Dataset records

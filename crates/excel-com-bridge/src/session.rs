//! Bridge state: the remote object handle table and command execution.

#![cfg(windows)]

use excel_com_protocol::{Command, ResponseData, Variant};
use windows::Win32::System::Variant::VARIANT;

use crate::clipboard;
use crate::dispatch::{
    variant_bool, variant_dispatch, variant_empty, variant_error, variant_f64, variant_get_bool,
    variant_get_dispatch, variant_get_error, variant_get_f64, variant_get_i32, variant_get_string,
    variant_i32, variant_is_empty, variant_is_null, variant_missing, variant_null, variant_str,
    variant_vt, DispatchObject,
};
use crate::handles::HandleTable;

/// Objects handed out to the client, keyed by handle.
pub struct Session {
    objects: HandleTable<DispatchObject>,
    /// Application handle, if the bridge started the application itself.
    launched: Option<u64>,
    com_initialized: bool,
}

impl Session {
    pub fn new() -> Self {
        Self {
            objects: HandleTable::new(),
            launched: None,
            com_initialized: false,
        }
    }

    fn insert(&mut self, object: DispatchObject) -> u64 {
        self.objects.insert(object)
    }

    fn object(&self, handle: u64) -> Result<&DispatchObject, String> {
        self.objects
            .get(handle)
            .ok_or_else(|| format!("Unknown object handle: {handle}"))
    }

    fn require_com(&self) -> Result<(), String> {
        if self.com_initialized {
            Ok(())
        } else {
            Err("COM not initialized. Send 'init' first.".to_string())
        }
    }

    /// Run one command. `Shutdown` is handled by [`Session::shutdown`].
    pub fn execute(&mut self, command: &Command) -> Result<Option<ResponseData>, String> {
        match command {
            Command::Init => {
                self.init()?;
                Ok(None)
            }
            Command::AttachApplication { prog_id } => {
                self.require_com()?;
                let app = DispatchObject::active_from_progid(prog_id)?;
                let handle = self.insert(app);
                tracing::info!(prog_id = %prog_id, handle, "attached to running application");
                Ok(Some(ResponseData::Application {
                    handle,
                    launched: false,
                }))
            }
            Command::LaunchApplication { prog_id } => {
                self.require_com()?;
                let app = DispatchObject::create_from_progid(prog_id)?;
                let handle = self.insert(app);
                self.launched = Some(handle);
                tracing::info!(prog_id = %prog_id, handle, "launched application");
                Ok(Some(ResponseData::Application {
                    handle,
                    launched: true,
                }))
            }
            Command::GetProperty { target, name, args } => {
                let args = self.native_args(args)?;
                let result = self.object(*target)?.get_property(name, args)?;
                Ok(Some(ResponseData::Value {
                    value: self.wire_value(&result)?,
                }))
            }
            Command::SetProperty {
                target,
                name,
                args,
                value,
            } => {
                let args = self.native_args(args)?;
                let value = self.native_value(value)?;
                self.object(*target)?.set_property(name, args, value)?;
                Ok(None)
            }
            Command::CallMethod { target, name, args } => {
                let args = self.native_args(args)?;
                let result = self.object(*target)?.invoke_method(name, args)?;
                Ok(Some(ResponseData::Value {
                    value: self.wire_value(&result)?,
                }))
            }
            Command::Release { handle } => {
                // the launched application stays reachable for Quit on shutdown
                if self.launched != Some(*handle) {
                    self.objects.remove(*handle);
                }
                Ok(None)
            }
            Command::CaptureClipboardImage => {
                self.require_com()?;
                let bmp_base64 = clipboard::read_bitmap_base64()?;
                Ok(Some(ResponseData::Image { bmp_base64 }))
            }
            Command::Shutdown => self.shutdown().map(|()| None),
        }
    }

    fn init(&mut self) -> Result<(), String> {
        use windows::Win32::System::Com::{CoInitializeEx, COINIT_APARTMENTTHREADED};

        if self.com_initialized {
            return Ok(());
        }
        // Excel requires a single-threaded apartment
        unsafe {
            CoInitializeEx(None, COINIT_APARTMENTTHREADED)
                .ok()
                .map_err(|e| format!("CoInitializeEx failed: {e}"))?;
        }
        self.com_initialized = true;
        tracing::info!("COM initialized (STA)");
        Ok(())
    }

    /// Release every handle newest first, quit an application the bridge launched, and
    /// uninitialize COM. Safe to call more than once.
    pub fn shutdown(&mut self) -> Result<(), String> {
        let mut result = Ok(());
        if let Some(handle) = self.launched.take() {
            if let Some(app) = self.objects.get(handle) {
                if let Err(e) = app.invoke_method("Quit", Vec::new()) {
                    result = Err(format!("Quit failed: {e}"));
                }
            }
        }
        let released = self.objects.release_all();
        if released > 0 {
            tracing::debug!(released, "released remaining handles");
        }
        if self.com_initialized {
            unsafe {
                windows::Win32::System::Com::CoUninitialize();
            }
            self.com_initialized = false;
            tracing::info!("COM uninitialized");
        }
        result
    }

    fn native_args(&self, values: &[Variant]) -> Result<Vec<VARIANT>, String> {
        values.iter().map(|v| self.native_value(v)).collect()
    }

    fn native_value(&self, value: &Variant) -> Result<VARIANT, String> {
        Ok(match value {
            Variant::Empty => variant_empty(),
            Variant::Null => variant_null(),
            Variant::Bool(b) => variant_bool(*b),
            Variant::Int(i) => variant_i32(*i),
            Variant::Number(n) => variant_f64(*n),
            Variant::String(s) => variant_str(s),
            Variant::Object(handle) => variant_dispatch(self.object(*handle)?.as_idispatch()),
            Variant::Error(code) => variant_error(*code),
            Variant::Missing => variant_missing(),
        })
    }

    /// Returned objects are entered into the handle table.
    fn wire_value(&mut self, value: &VARIANT) -> Result<Variant, String> {
        if variant_is_empty(value) {
            return Ok(Variant::Empty);
        }
        if variant_is_null(value) {
            return Ok(Variant::Null);
        }
        if let Some(b) = variant_get_bool(value) {
            return Ok(Variant::Bool(b));
        }
        if let Some(i) = variant_get_i32(value) {
            return Ok(Variant::Int(i));
        }
        if let Some(n) = variant_get_f64(value) {
            return Ok(Variant::Number(n));
        }
        if let Some(s) = variant_get_string(value) {
            return Ok(Variant::String(s));
        }
        if let Some(code) = variant_get_error(value) {
            return Ok(Variant::Error(code));
        }
        if let Some(disp) = variant_get_dispatch(value) {
            return Ok(match disp {
                Some(disp) => Variant::Object(self.insert(DispatchObject::from_idispatch(disp))),
                None => Variant::Null,
            });
        }
        Err(format!("unsupported VARIANT type (VT={})", variant_vt(value)))
    }
}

→ TASK DESCRIPTION: With nothing left out, print the data above exactly.

→ OUTPUT OF THE TASK:
filename crates/excel-com-bridge/src/session.rs
//! Bridge state: the remote object handle table and command execution.

#![cfg(windows)]

use excel_com_protocol::{Command, ResponseData, Variant};
use windows::Win32::System::Variant::VARIANT;

use crate::clipboard;
use crate::dispatch::{
    variant_bool, variant_dispatch, variant_empty, variant_error, variant_f64, variant_get_bool,
    variant_get_dispatch, variant_get_error, variant_get_f64, variant_get_i32, variant_get_string,
    variant_i32, variant_is_empty, variant_is_null, variant_missing, variant_null, variant_str,
    variant_vt, DispatchObject,
};
use crate::handles::HandleTable;

/// Objects handed out to the client, keyed by handle.
pub struct Session {
    objects: HandleTable<DispatchObject>,
    /// Application handle, if the bridge started the application itself.
    launched: Option<u64>,
    com_initialized: bool,
}

impl Session {
    pub fn new() -> Self {
        Self {
            objects: HandleTable::new(),
            launched: None,
            com_initialized: false,
        }
    }

    fn insert(&mut self, object: DispatchObject) -> u64 {
        self.objects.insert(object)
    }

    fn object(&self, handle: u64) -> Result<&DispatchObject, String> {
        self.objects
            .get(handle)
            .ok_or_else(|| format!("Unknown object handle: {handle}"))
    }

    fn require_com(&self) -> Result<(), String> {
        if self.com_initialized {
            Ok(())
        } else {
            Err("COM not initialized. Send 'init' first.".to_string())
        }
    }

    /// Run one command. `Shutdown` is handled by [`Session::shutdown`].
    pub fn execute(&mut self, command: &Command) -> Result<Option<ResponseData>, String> {
        match command {
            Command::Init => {
                self.init()?;
                Ok(None)
            }
            Command::AttachApplication { prog_id } => {
                self.require_com()?;
                let app = DispatchObject::active_from_progid(prog_id)?;
                let handle = self.insert(app);
                tracing::info!(prog_id = %prog_id, handle, "attached to running application");
                Ok(Some(ResponseData::Application {
                    handle,
                    launched: false,
                }))
            }
            Command::LaunchApplication { prog_id } => {
                self.require_com()?;
                let app = DispatchObject::create_from_progid(prog_id)?;
                let handle = self.insert(app);
                self.launched = Some(handle);
                tracing::info!(prog_id = %prog_id, handle, "launched application");
                Ok(Some(ResponseData::Application {
                    handle,
                    launched: true,
                }))
            }
            Command::GetProperty { target, name, args } => {
                let args = self.native_args(args)?;
                let result = self.object(*target)?.get_property(name, args)?;
                Ok(Some(ResponseData::Value {
                    value: self.wire_value(&result)?,
                }))
            }
            Command::SetProperty {
                target,
                name,
                args,
                value,
            } => {
                let args = self.native_args(args)?;
                let value = self.native_value(value)?;
                self.object(*target)?.set_property(name, args, value)?;
                Ok(None)
            }
            Command::CallMethod { target, name, args } => {
                let args = self.native_args(args)?;
                let result = self.object(*target)?.invoke_method(name, args)?;
                Ok(Some(ResponseData::Value {
                    value: self.wire_value(&result)?,
                }))
            }
            Command::Release { handle } => {
                // the launched application stays reachable for Quit on shutdown
                if self.launched != Some(*handle) {
                    self.objects.remove(*handle);
                }
                Ok(None)
            }
            Command::CaptureClipboardImage => {
                self.require_com()?;
                let bmp_base64 = clipboard::read_bitmap_base64()?;
                Ok(Some(ResponseData::Image { bmp_base64 }))
            }
            Command::Shutdown => self.shutdown().map(|()| None),
        }
    }

    fn init(&mut self) -> Result<(), String> {
        use windows::Win32::System::Com::{CoInitializeEx, COINIT_APARTMENTTHREADED};

        if self.com_initialized {
            return Ok(());
        }
        // Excel requires a single-threaded apartment
        unsafe {
            CoInitializeEx(None, COINIT_APARTMENTTHREADED)
                .ok()
                .map_err(|e| format!("CoInitializeEx failed: {e}"))?;
        }
        self.com_initialized = true;
        tracing::info!("COM initialized (STA)");
        Ok(())
    }

    /// Release every handle newest first, quit an application the bridge launched, and
    /// uninitialize COM. Safe to call more than once.
    pub fn shutdown(&mut self) -> Result<(), String> {
        let mut result = Ok(());
        if let Some(handle) = self.launched.take() {
            if let Some(app) = self.objects.get(handle) {
                if let Err(e) = app.invoke_method("Quit", Vec::new()) {
                    result = Err(format!("Quit failed: {e}"));
                }
            }
        }
        let released = self.objects.release_all();
        if released > 0 {
            tracing::debug!(released, "released remaining handles");
        }
        if self.com_initialized {
            unsafe {
                windows::Win32::System::Com::CoUninitialize();
            }
            self.com_initialized = false;
            tracing::info!("COM uninitialized");
        }
        result
    }

    fn native_args(&self, values: &[Variant]) -> Result<Vec<VARIANT>, String> {
        values.iter().map(|v| self.native_value(v)).collect()
    }

    fn native_value(&self, value: &Variant) -> Result<VARIANT, String> {
        Ok(match value {
            Variant::Empty => variant_empty(),
            Variant::Null => variant_null(),
            Variant::Bool(b) => variant_bool(*b),
            Variant::Int(i) => variant_i32(*i),
            Variant::Number(n) => variant_f64(*n),
            Variant::String(s) => variant_str(s),
            Variant::Object(handle) => variant_dispatch(self.object(*handle)?.as_idispatch()),
            Variant::Error(code) => variant_error(*code),
            Variant::Missing => variant_missing(),
        })
    }

    /// Returned objects are entered into the handle table.
    fn wire_value(&mut self, value: &VARIANT) -> Result<Variant, String> {
        if variant_is_empty(value) {
            return Ok(Variant::Empty);
        }
        if variant_is_null(value) {
            return Ok(Variant::Null);
        }
        if let Some(b) = variant_get_bool(value) {
            return Ok(Variant::Bool(b));
        }
        if let Some(i) = variant_get_i32(value) {
            return Ok(Variant::Int(i));
        }
        if let Some(n) = variant_get_f64(value) {
            return Ok(Variant::Number(n));
        }
        if let Some(s) = variant_get_string(value) {
            return Ok(Variant::String(s));
        }
        if let Some(code) = variant_get_error(value) {
            return Ok(Variant::Error(code));
        }
        if let Some(disp) = variant_get_dispatch(value) {
            return Ok(match disp {
                Some(disp) => Variant::Object(self.insert(DispatchObject::from_idispatch(disp))),
                None => Variant::Null,
            });
        }
        Err(format!("unsupported VARIANT type (VT={})", variant_vt(value)))
    }
}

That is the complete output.